--- WORK ORDER ---
Across the records below, how many lines include the word "relocations"? State only the number.
══════════
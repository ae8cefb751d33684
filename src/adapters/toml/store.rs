//! TOML-backed link store
//!
//! Implements the `LinkStore` port trait on top of the `[links]` and
//! `[relocations]` sections of the configuration file.

use std::path::{Path, PathBuf};

use log::info;

use crate::config::ConfigFile;
use crate::core::ports::LinkStore;

/// Link store persisted in the configuration file
///
/// Every mutation rewrites the file before it returns. When the write
/// fails the in-memory state is left untouched.
#[derive(Debug, Clone)]
pub struct TomlLinkStore {
    /// Configuration file path
    path: PathBuf,
    /// Current file content
    file: ConfigFile,
}

impl TomlLinkStore {
    /// Create a store over an already loaded configuration file
    #[must_use]
    pub const fn new(path: PathBuf, file: ConfigFile) -> Self {
        Self { path, file }
    }

    /// Load the store from `path`
    pub fn open(path: &Path) -> anyhow::Result<Self> {
        let file = ConfigFile::load(path)?;
        Ok(Self::new(path.to_path_buf(), file))
    }

    /// Configuration file path
    #[must_use]
    pub fn path(&self) -> &Path {
        &self.path
    }

    /// Current configuration content
    #[must_use]
    pub const fn config(&self) -> &ConfigFile {
        &self.file
    }

    fn commit(&mut self, update: impl FnOnce(&mut ConfigFile) -> bool) -> anyhow::Result<bool> {
        let mut next = self.file.clone();
        if !update(&mut next) {
            return Ok(false);
        }
        next.save(&self.path)?;
        self.file = next;
        Ok(true)
    }
}

impl LinkStore for TomlLinkStore {
    fn link(&self, review_id: &str) -> Option<String> {
        self.file.links.get(review_id).cloned()
    }

    fn links(&self) -> Vec<(String, String)> {
        self.file.links.iter().map(|(k, v)| (k.clone(), v.clone())).collect()
    }

    fn add_link(&mut self, review_id: &str, path: &str) -> anyhow::Result<()> {
        self.commit(|file| {
            file.links.insert(review_id.to_string(), path.to_string());
            true
        })?;
        info!("Link #{review_id} to '{path}' added");
        Ok(())
    }

    fn remove_link(&mut self, review_id: &str) -> anyhow::Result<bool> {
        self.commit(|file| file.links.remove(review_id).is_some())
    }

    fn relocation(&self, account: &str) -> Option<String> {
        self.file.relocations.get(account).cloned()
    }

    fn relocations(&self) -> Vec<(String, String)> {
        self.file.relocations.iter().map(|(k, v)| (k.clone(), v.clone())).collect()
    }

    fn add_relocation(&mut self, account: &str, effective: &str) -> anyhow::Result<()> {
        self.commit(|file| {
            file.relocations.insert(account.to_string(), effective.to_string());
            true
        })?;
        info!("Account '{account}' relocated to '{effective}'");
        Ok(())
    }

    fn remove_relocation(&mut self, account: &str) -> anyhow::Result<bool> {
        self.commit(|file| file.relocations.remove(account).is_some())
    }
}
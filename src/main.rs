//! coursesync - Mirror coursework submissions into a local directory tree
//!
//! Loads course data from the course service, resolves where every
//! submission lives in version control and checks it out locally.

// Deny all clippy warnings in this crate
#![deny(clippy::all, clippy::pedantic, clippy::nursery, unsafe_code)]
// Allow some pedantic lints that are too noisy or not applicable
#![allow(
    clippy::module_name_repetitions,
    clippy::missing_errors_doc,
    clippy::cargo_common_metadata
)]

mod cli;

/// Main entry point for the coursesync CLI
fn main() {
    std::process::exit(cli::run());
}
══════════
--- ANSWER TO THE EXERCISE ---
6